** EXERCISE AIM **
Set down the entries below once more, precisely as they stand.

** Saved data entries **
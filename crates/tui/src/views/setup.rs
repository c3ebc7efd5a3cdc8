use crate::app::{App, PublicIpStatus, ViewState};
use crate::theme::Theme;
use ratatui::prelude::*;
use ratatui::widgets::{Padding, Paragraph};
use webhook_tui_runtime_config::SetupField;

pub fn render(frame: &mut Frame, app: &App, area: Rect) {
    let [title_area, ip_area, form_area, hint_area] = Layout::vertical([
        Constraint::Length(4),
        Constraint::Length(4),
        Constraint::Length(11),
        Constraint::Fill(1),
    ])
    .areas(area);

    // ── Title ─────────────────────────────────────────────────────────
    let title = Paragraph::new(vec![
        Line::from(Span::styled(
            "Start a webhook listener",
            Style::new().fg(Theme::TEXT_PRIMARY).bold(),
        )),
        Line::from(Span::styled(
            "Incoming requests are stored locally and exposed through a public tunnel.",
            Style::new().fg(Color::DarkGray),
        )),
    ])
    .block(Theme::block().padding(Padding::new(2, 2, 0, 0)));
    frame.render_widget(title, title_area);

    // ── Public IP ─────────────────────────────────────────────────────
    let ip_lines = match &app.public_ip {
        PublicIpStatus::Fetching => vec![Line::from(Span::styled(
            "Fetching...",
            Style::new().fg(Theme::ACCENT_YELLOW),
        ))],
        PublicIpStatus::Resolved(ip) => vec![
            Line::from(Span::styled(ip.as_str(), Style::new().fg(Theme::ACCENT_CYAN).bold())),
            Line::from(Span::styled(
                "(Use this for webhook authentication if needed)",
                Style::new().fg(Theme::TEXT_HINT),
            )),
        ],
        PublicIpStatus::Unavailable => vec![Line::from(Span::styled(
            "Unable to fetch",
            Style::new().fg(Theme::ACCENT_RED),
        ))],
    };
    let ip = Paragraph::new(ip_lines).block(
        Theme::block_dim()
            .title(" Public IP Address ")
            .padding(Theme::PADDING_COMPACT),
    );
    frame.render_widget(ip, ip_area);

    // ── Form ─────────────────────────────────────────────────────────
    render_form(frame, app, form_area);

    // ── Hints ─────────────────────────────────────────────────────────
    let hints = Paragraph::new(vec![
        Line::raw(""),
        Line::from(Span::styled(
            "Leave a field empty to use its default.",
            Style::new().fg(Theme::TEXT_HINT),
        )),
    ]);
    frame.render_widget(hints, hint_area);
}

fn render_form(frame: &mut Frame, app: &App, area: Rect) {
    let focused = match app.view {
        ViewState::Setup { focused } => focused,
        _ => SetupField::default(),
    };

    let block = Theme::block_accent()
        .title(" Listener ")
        .padding(Theme::PADDING_COMPACT);
    let inner = block.inner(area);
    frame.render_widget(block, area);

    let mut lines = Vec::new();
    for field in SetupField::ALL {
        let selected = field == focused;
        let pointer = if selected { ">" } else { " " };
        let pointer_style = if selected {
            Style::new().fg(Color::Cyan).bold()
        } else {
            Style::new().fg(Color::DarkGray)
        };
        let label_style = if selected {
            Style::new().fg(Theme::TEXT_PRIMARY).bold()
        } else {
            Style::new().fg(Theme::TEXT_SECONDARY)
        };
        let bg = if selected {
            Style::new().bg(Theme::BG_SURFACE)
        } else {
            Style::new()
        };

        let value = app.setup.value(field);
        let value_span = if selected {
            Span::styled(format!("{value}|"), Style::new().fg(Theme::ACCENT_YELLOW))
        } else if value.is_empty() {
            Span::styled(field.placeholder(), Style::new().fg(Theme::TEXT_MUTED))
        } else {
            Span::styled(value, Style::new().fg(Theme::FIELD_VALUE))
        };

        lines.push(
            Line::from(vec![
                Span::styled(format!(" {pointer} "), pointer_style),
                Span::styled(format!("{:<22}", field.label()), label_style),
                value_span,
            ])
            .style(bg),
        );
        lines.push(Line::from(vec![
            Span::raw("   "),
            Span::styled(field_help(app, field), Style::new().fg(Theme::TEXT_HINT)),
        ]));
        lines.push(Line::raw(""));
    }

    frame.render_widget(Paragraph::new(lines), inner);
}

fn field_help(app: &App, field: SetupField) -> String {
    match field {
        SetupField::Port => format!(
            "Port for the local webhook server (default: {})",
            app.defaults.default_port
        ),
        SetupField::Subdomain => {
            "Custom subdomain for localtunnel (e.g. my-app -> my-app.loca.lt)".to_string()
        }
        SetupField::Timeout => format!(
            "Auto-disconnect tunnel after this many minutes (default: {})",
            app.defaults.default_timeout_minutes
        ),
    }
}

** SOLUTION FOR THIS TASK **
filename crates/tui/src/views/setup.rs
repository c3ebc7efd5a3cdc8
use crate::app::{App, PublicIpStatus, ViewState};
use crate::theme::Theme;
use ratatui::prelude::*;
use ratatui::widgets::{Padding, Paragraph};
use webhook_tui_runtime_config::SetupField;

pub fn render(frame: &mut Frame, app: &App, area: Rect) {
    let [title_area, ip_area, form_area, hint_area] = Layout::vertical([
        Constraint::Length(4),
        Constraint::Length(4),
        Constraint::Length(11),
        Constraint::Fill(1),
    ])
    .areas(area);

    // ── Title ─────────────────────────────────────────────────────────
    let title = Paragraph::new(vec![
        Line::from(Span::styled(
            "Start a webhook listener",
            Style::new().fg(Theme::TEXT_PRIMARY).bold(),
        )),
        Line::from(Span::styled(
            "Incoming requests are stored locally and exposed through a public tunnel.",
            Style::new().fg(Color::DarkGray),
        )),
    ])
    .block(Theme::block().padding(Padding::new(2, 2, 0, 0)));
    frame.render_widget(title, title_area);

    // ── Public IP ─────────────────────────────────────────────────────
    let ip_lines = match &app.public_ip {
        PublicIpStatus::Fetching => vec![Line::from(Span::styled(
            "Fetching...",
            Style::new().fg(Theme::ACCENT_YELLOW),
        ))],
        PublicIpStatus::Resolved(ip) => vec![
            Line::from(Span::styled(ip.as_str(), Style::new().fg(Theme::ACCENT_CYAN).bold())),
            Line::from(Span::styled(
                "(Use this for webhook authentication if needed)",
                Style::new().fg(Theme::TEXT_HINT),
            )),
        ],
        PublicIpStatus::Unavailable => vec![Line::from(Span::styled(
            "Unable to fetch",
            Style::new().fg(Theme::ACCENT_RED),
        ))],
    };
    let ip = Paragraph::new(ip_lines).block(
        Theme::block_dim()
            .title(" Public IP Address ")
            .padding(Theme::PADDING_COMPACT),
    );
    frame.render_widget(ip, ip_area);

    // ── Form ─────────────────────────────────────────────────────────
    render_form(frame, app, form_area);

    // ── Hints ─────────────────────────────────────────────────────────
    let hints = Paragraph::new(vec![
        Line::raw(""),
        Line::from(Span::styled(
            "Leave a field empty to use its default.",
            Style::new().fg(Theme::TEXT_HINT),
        )),
    ]);
    frame.render_widget(hints, hint_area);
}

fn render_form(frame: &mut Frame, app: &App, area: Rect) {
    let focused = match app.view {
        ViewState::Setup { focused } => focused,
        _ => SetupField::default(),
    };

    let block = Theme::block_accent()
        .title(" Listener ")
        .padding(Theme::PADDING_COMPACT);
    let inner = block.inner(area);
    frame.render_widget(block, area);

    let mut lines = Vec::new();
    for field in SetupField::ALL {
        let selected = field == focused;
        let pointer = if selected { ">" } else { " " };
        let pointer_style = if selected {
            Style::new().fg(Color::Cyan).bold()
        } else {
            Style::new().fg(Color::DarkGray)
        };
        let label_style = if selected {
            Style::new().fg(Theme::TEXT_PRIMARY).bold()
        } else {
            Style::new().fg(Theme::TEXT_SECONDARY)
        };
        let bg = if selected {
            Style::new().bg(Theme::BG_SURFACE)
        } else {
            Style::new()
        };

        let value = app.setup.value(field);
        let value_span = if selected {
            Span::styled(format!("{value}|"), Style::new().fg(Theme::ACCENT_YELLOW))
        } else if value.is_empty() {
            Span::styled(field.placeholder(), Style::new().fg(Theme::TEXT_MUTED))
        } else {
            Span::styled(value, Style::new().fg(Theme::FIELD_VALUE))
        };

        lines.push(
            Line::from(vec![
                Span::styled(format!(" {pointer} "), pointer_style),
                Span::styled(format!("{:<22}", field.label()), label_style),
                value_span,
            ])
            .style(bg),
        );
        lines.push(Line::from(vec![
            Span::raw("   "),
            Span::styled(field_help(app, field), Style::new().fg(Theme::TEXT_HINT)),
        ]));
        lines.push(Line::raw(""));
    }

    frame.render_widget(Paragraph::new(lines), inner);
}

fn field_help(app: &App, field: SetupField) -> String {
    match field {
        SetupField::Port => format!(
            "Port for the local webhook server (default: {})",
            app.defaults.default_port
        ),
        SetupField::Subdomain => {
            "Custom subdomain for localtunnel (e.g. my-app -> my-app.loca.lt)".to_string()
        }
        SetupField::Timeout => format!(
            "Auto-disconnect tunnel after this many minutes (default: {})",
            app.defaults.default_timeout_minutes
        ),
    }
}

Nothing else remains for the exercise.